Re: impact of one slow drive?

David Lethe <david@xxxxxxxxxxxx> · Sun, 27 Jun 2010 23:11:00 -0500

-----Original Message-----

From:  "Miles Fidelman" <mfidelman@xxxxxxxxxxxxxxxx>
Subj:  impact of one slow drive?
Date:  Sun Jun 27, 2010 8:31 pm
Size:  2K
To:  "linux-raid@xxxxxxxxxxxxxxx" <linux-raid@xxxxxxxxxxxxxxx>

Hi Folks, 

I've been slowly tracking down a problem on one of my servers - after  
prolonged periods of high disk activity, iowait goes to 100% and things  
slow down to a crawl. 

The server has 4 drives, with various software RAID (md) built on top of  
them.  After a LOT of digging, I've come to the conclusion that one of  
the drives gets flaky under prolonged stress. 

I'll find out for sure, when I plug in a replacement (in the mail) - but  
meanwhile.... 

What seems to be weird about this is that the drive passes all kinds of  
normal tests: 
- the SMART long test comes back fine, way within tolerances 
- hdparm -tT comes back with values comparable to other drives 
- badblocks reports nothing wrong (but seems to take a LONG time to  
complete) 
- the only diagnostic that indicates anything odd is atop - under  
sustained load, the one drive reports a higher percentage of busy time,  
and seems to have a longer avio 

I recall from previous experience, with a failing drive, that the drive  
also tested fine - but seemed to have very high access delays as  
compared to other drives (I can't remember what tool I used to measure  
it) -- which led me to surmise that something, between the disk platter,  
and higher level software, was exhibiting one of two failure modes: 
a) very high delay, or, 
b) required multiple retries, but ultimately came back with a proper  
response 
Either way, the performance of one drive dragged down the entire system. 
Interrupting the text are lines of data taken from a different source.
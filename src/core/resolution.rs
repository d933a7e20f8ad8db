use std::fmt;

use serde::{Deserialize, Serialize};

/// Sampling fidelity tier. Ordered from coarsest to finest.
#[derive(
    Debug, Clone, Copy, PartialEq, Eq, Hash, PartialOrd, Ord, Serialize, Deserialize, Default,
)]
#[serde(rename_all = "lowercase")]
pub enum Resolution {
    #[default]
    Preview,
    Normal,
    High,
    Full,
}

impl Resolution {
    pub const ALL: [Self; 4] = [Self::Preview, Self::Normal, Self::High, Self::Full];

    /// Maximum number of points per series; `None` means unlimited.
    #[must_use]
    pub const fn point_budget(self) -> Option<usize> {
        match self {
            Self::Preview => Some(500),
            Self::Normal => Some(2_000),
            Self::High => Some(5_000),
            Self::Full => None,
        }
    }

    /// Next finer tier, or `None` at `Full`.
    #[must_use]
    pub const fn next(self) -> Option<Self> {
        match self {
            Self::Preview => Some(Self::Normal),
            Self::Normal => Some(Self::High),
            Self::High => Some(Self::Full),
            Self::Full => None,
        }
    }

    #[must_use]
    pub const fn as_str(self) -> &'static str {
        match self {
            Self::Preview => "preview",
            Self::Normal => "normal",
            Self::High => "high",
            Self::Full => "full",
        }
    }
}

impl fmt::Display for Resolution {
    fn fmt(&self, f: &mut fmt::Formatter<'_>) -> fmt::Result {
        f.write_str(self.as_str())
    }
}

#[cfg(test)]
mod tests {
    use super::Resolution;

    #[test]
    fn tiers_upgrade_in_budget_order() {
        let mut tier = Resolution::Preview;
        let mut budgets = vec![tier.point_budget()];
        while let Some(next) = tier.next() {
            assert!(next > tier);
            tier = next;
            budgets.push(tier.point_budget());
        }
        assert_eq!(budgets, vec![Some(500), Some(2_000), Some(5_000), None]);
    }
}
Which leads to a few questions: 

- what tools are there for detailed diagnostics (timing, failure rates,  
etc.) - I can't seem to find anything other than hdparm and smartctl -  
which aren't showing anything 

- shouldn't something in hardware/software chain detect long delays,  
mark a disk as failing, and take it out of a RAID array? 
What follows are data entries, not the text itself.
use approx::assert_relative_eq;
use gridchart_rs::api::{ChartConfiguration, ChartInstance, DashboardConfig};
use gridchart_rs::core::{
    AxisRange, ChartId, DataSourceId, ParameterId, ParameterInfo, PlotArea, PlotData, PlotSeries,
    Viewport, XAxisParameter,
};
use gridchart_rs::data::{InMemoryStore, SourceFrame};
use gridchart_rs::extensions::{ExportFormat, ExportOptions};
use gridchart_rs::interaction::{
    PixelPoint, SelectionBehavior, SelectionEngine, SelectionOutcome, SelectionPhase,
};
use gridchart_rs::render::NullRenderer;
use gridchart_rs::sync::ZoomSyncService;

fn range(min: f64, max: f64) -> AxisRange {
    AxisRange::new(min, max).expect("range")
}

fn store() -> InMemoryStore {
    let mut store = InMemoryStore::new();
    let timestamps: Vec<f64> = (0..2_000).map(|i| f64::from(i) * 1_000.0).collect();
    let values = (0..2_000)
        .map(|i| Some(f64::from(i % 100) / 10.0))
        .collect();
    store.insert_source(
        DataSourceId::new("line-3"),
        "Line 3",
        SourceFrame::new(timestamps).with_column(ParameterId::new("speed"), values),
        vec![ParameterInfo::new(ParameterId::new("speed"), "Speed", "rpm")],
    );
    store
}

fn chart_with(
    id: &str,
    settings: DashboardConfig,
    store: &InMemoryStore,
    sync: &ZoomSyncService,
) -> ChartInstance<NullRenderer> {
    let config = ChartConfiguration::new(
        "Speed",
        XAxisParameter::Timestamp,
        vec![ParameterId::new("speed")],
        vec![DataSourceId::new("line-3")],
    );
    let mut chart =
        ChartInstance::new(ChartId::new(id), NullRenderer::default(), config, settings)
            .expect("chart");
    chart.mount(sync, 0);
    assert!(chart.load_from(store, 0).is_settled());
    chart.render().expect("render");
    chart
}

fn chart(id: &str, store: &InMemoryStore, sync: &ZoomSyncService) -> ChartInstance<NullRenderer> {
    chart_with(id, DashboardConfig::default(), store, sync)
}

#[test]
fn drags_below_three_pixels_are_clicks() {
    let store = store();
    let sync = ZoomSyncService::new();
    let mut chart = chart("a", &store, &sync);
    chart.toggle_selection_mode();

    for (dx, dy) in [(0.0, 0.0), (2.0, 50.0), (50.0, 2.9)] {
        assert!(chart.selection_pointer_down(100.0, 100.0));
        let outcome = chart
            .selection_pointer_up(100.0 + dx, 100.0 + dy)
            .expect("pointer up");
        assert_eq!(outcome, SelectionOutcome::Discarded);
        assert!(chart.selection().is_none());
    }

    assert!(chart.selection_pointer_down(100.0, 100.0));
    let outcome = chart.selection_pointer_up(103.0, 103.0).expect("pointer up");
    assert_eq!(outcome, SelectionOutcome::Committed);
}

#[test]
fn pointer_events_are_ignored_outside_selection_mode() {
    let store = store();
    let sync = ZoomSyncService::new();
    let mut chart = chart("a", &store, &sync);

    assert!(!chart.selection_pointer_down(10.0, 10.0));
    assert_eq!(
        chart.selection_pointer_up(300.0, 300.0).expect("pointer up"),
        SelectionOutcome::Ignored
    );
}

#[test]
fn selection_maps_through_the_zoomed_viewport() {
    let store = store();
    let sync = ZoomSyncService::new();
    let mut chart = chart("a", &store, &sync);
    chart.zoom_x(range(0.0, 999_000.0)).expect("zoom");
    chart.toggle_selection_mode();

    let area = chart.plot_area();
    assert_eq!(area, PlotArea::new(800, 400));
    chart.selection_pointer_down(0.0, 0.0);
    chart.selection_pointer_move(200.0, 200.0);
    chart.selection_pointer_up(400.0, 400.0).expect("pointer up");

    let selection = chart.selection().expect("selection");
    assert_relative_eq!(selection.x_min, 0.0, epsilon = 1e-6);
    assert_relative_eq!(selection.x_max, 499_500.0, epsilon = 1e-6);
    let full_y = chart.plot_data().and_then(|data| data.y_range).expect("y");
    assert_relative_eq!(selection.y_min, full_y.min, epsilon = 1e-9);
    assert_relative_eq!(selection.y_max, full_y.max, epsilon = 1e-9);

    assert_eq!(selection.selected_data_points.len(), 1);
    let points = &selection.selected_data_points[0];
    assert_eq!(points.name, "Line 3 - Speed");
    assert!((499..=500).contains(&points.points.len()));
    assert!(points.points.iter().all(|point| point.x <= 499_500.0));
}

#[test]
fn zoom_to_selection_pads_propagates_and_clears() {
    let store = store();
    let sync = ZoomSyncService::new();
    let mut origin = chart("origin", &store, &sync);
    let mut follower = chart("follower", &store, &sync);
    origin.toggle_selection_mode();

    origin.selection_pointer_down(0.0, 0.0);
    origin.selection_pointer_up(400.0, 400.0).expect("pointer up");
    let selection = origin.selection().expect("selection");
    let span = selection.x_max - selection.x_min;

    assert!(origin.zoom_to_selection().expect("zoom"));
    assert!(origin.selection().is_none());

    let viewport = origin.viewport().expect("viewport");
    assert_relative_eq!(viewport.x.min, selection.x_min - span * 0.1, epsilon = 1e-6);
    assert_relative_eq!(viewport.x.max, selection.x_max + span * 0.1, epsilon = 1e-6);

    follower.tick(5).expect("tick");
    let followed = follower.viewport().expect("follower viewport");
    assert_eq!(followed.x, viewport.x);
    assert!(!origin.zoom_to_selection().expect("nothing left"));
}

#[test]
fn selection_overlay_is_drawn_while_dragging() {
    let store = store();
    let sync = ZoomSyncService::new();
    let mut chart = chart("a", &store, &sync);
    chart.toggle_selection_mode();
    chart.selection_pointer_down(100.0, 50.0);
    chart.selection_pointer_move(300.0, 250.0);

    assert!(chart.tick(1).expect("tick"));
    let frame = chart.renderer().last_frame.as_ref().expect("frame");
    assert_eq!(frame.overlays.len(), 1);
    let rect = frame.overlays[0];
    assert_eq!((rect.x, rect.y, rect.width, rect.height), (100.0, 50.0, 200.0, 200.0));

    chart.clear_selection();
    chart.tick(2).expect("tick");
    let frame = chart.renderer().last_frame.as_ref().expect("frame");
    assert!(frame.overlays.is_empty());
}

#[test]
fn auto_disable_leaves_selection_mode_after_commit() {
    let store = store();
    let sync = ZoomSyncService::new();
    let settings = DashboardConfig {
        selection: SelectionBehavior {
            auto_disable_after_select: true,
            ..SelectionBehavior::default()
        },
        ..DashboardConfig::default()
    };
    let mut chart = chart_with("a", settings, &store, &sync);
    chart.toggle_selection_mode();
    chart.selection_pointer_down(10.0, 10.0);
    chart.selection_pointer_up(200.0, 200.0).expect("pointer up");

    assert!(!chart.is_selection_mode());
    assert!(chart.selection().is_some());
}

#[test]
fn toggling_mode_off_clears_selection() {
    let store = store();
    let sync = ZoomSyncService::new();
    let mut chart = chart("a", &store, &sync);
    chart.toggle_selection_mode();
    chart.selection_pointer_down(10.0, 10.0);
    chart.selection_pointer_up(200.0, 200.0).expect("pointer up");
    assert!(chart.selection().is_some());

    assert!(!chart.toggle_selection_mode());
    assert!(chart.selection().is_none());
}

#[test]
fn chart_exports_committed_selection() {
    let store = store();
    let sync = ZoomSyncService::new();
    let mut chart = chart("a", &store, &sync);
    let options = ExportOptions::default();
    assert!(chart.export_selection(&options).is_err());

    chart.toggle_selection_mode();
    chart.selection_pointer_down(0.0, 0.0);
    chart.selection_pointer_up(40.0, 400.0).expect("pointer up");
    let selected = chart.selection().expect("selection").total_points();

    let csv = chart.export_selection(&options).expect("csv");
    let lines: Vec<&str> = csv.lines().collect();
    assert_eq!(lines[0], "Line 3 - Speed x,Line 3 - Speed y");
    assert_eq!(lines.len(), selected + 1);

    let json = chart
        .export_selection(&ExportOptions {
            format: ExportFormat::Json,
            ..ExportOptions::default()
        })
        .expect("json");
    let parsed: serde_json::Value = serde_json::from_str(&json).expect("valid json");
    assert_eq!(parsed[0]["name"], "Line 3 - Speed");
}

#[test]
fn engine_collects_points_per_series() {
    let series = |label: &str, y: Vec<f64>| {
        let x = (0..y.len()).map(|i| i as f64).collect();
        PlotSeries::new(
            DataSourceId::new(label),
            label,
            ParameterInfo::new(ParameterId::new("v"), "V", ""),
            x,
            y,
        )
        .expect("series")
    };
    let data = PlotData::new(
        ParameterInfo::timestamp(),
        true,
        vec![
            series("a", vec![0.0, 5.0, 10.0, f64::NAN, 5.0]),
            series("b", vec![1.0, 1.0, 1.0, 1.0, 1.0]),
        ],
    );
    let viewport = Viewport::new(range(0.0, 4.0), range(0.0, 10.0));
    let area = PlotArea::new(400, 100);
    let mut engine = SelectionEngine::new(SelectionBehavior::default());
    engine.toggle_selection_mode();

    // Pixels for x in [1, 3] and y in [0, 6].
    assert!(engine.pointer_down(PixelPoint::new(100.0, 40.0), area));
    assert!(engine.is_selecting());
    let outcome = engine
        .pointer_up(PixelPoint::new(300.0, 100.0), area, viewport, &data)
        .expect("pointer up");
    assert_eq!(outcome, SelectionOutcome::Committed);

    let SelectionPhase::Selected(selected) = engine.phase() else {
        panic!("expected committed selection");
    };
    assert_eq!(selected.selected_data_points[0].points.len(), 1);
    assert_eq!(selected.selected_data_points[1].points.len(), 3);
    assert_eq!(selected.total_points(), 4);
}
- are there some metrics that md tracks that might be relevant, and if  
so, how does one get at them? 

- are there some relevant tuning parameters for md? 

Thanks very much, 

Miles Fidelman 

--  
In theory, there is no difference between theory and practice. 
In<fnord>  practice, there is.   .... Yogi Berra 

 based on symptoms, your disk is frequently in deep recovery cycle. I.e. It tries for 5-20+ seconds to recover data.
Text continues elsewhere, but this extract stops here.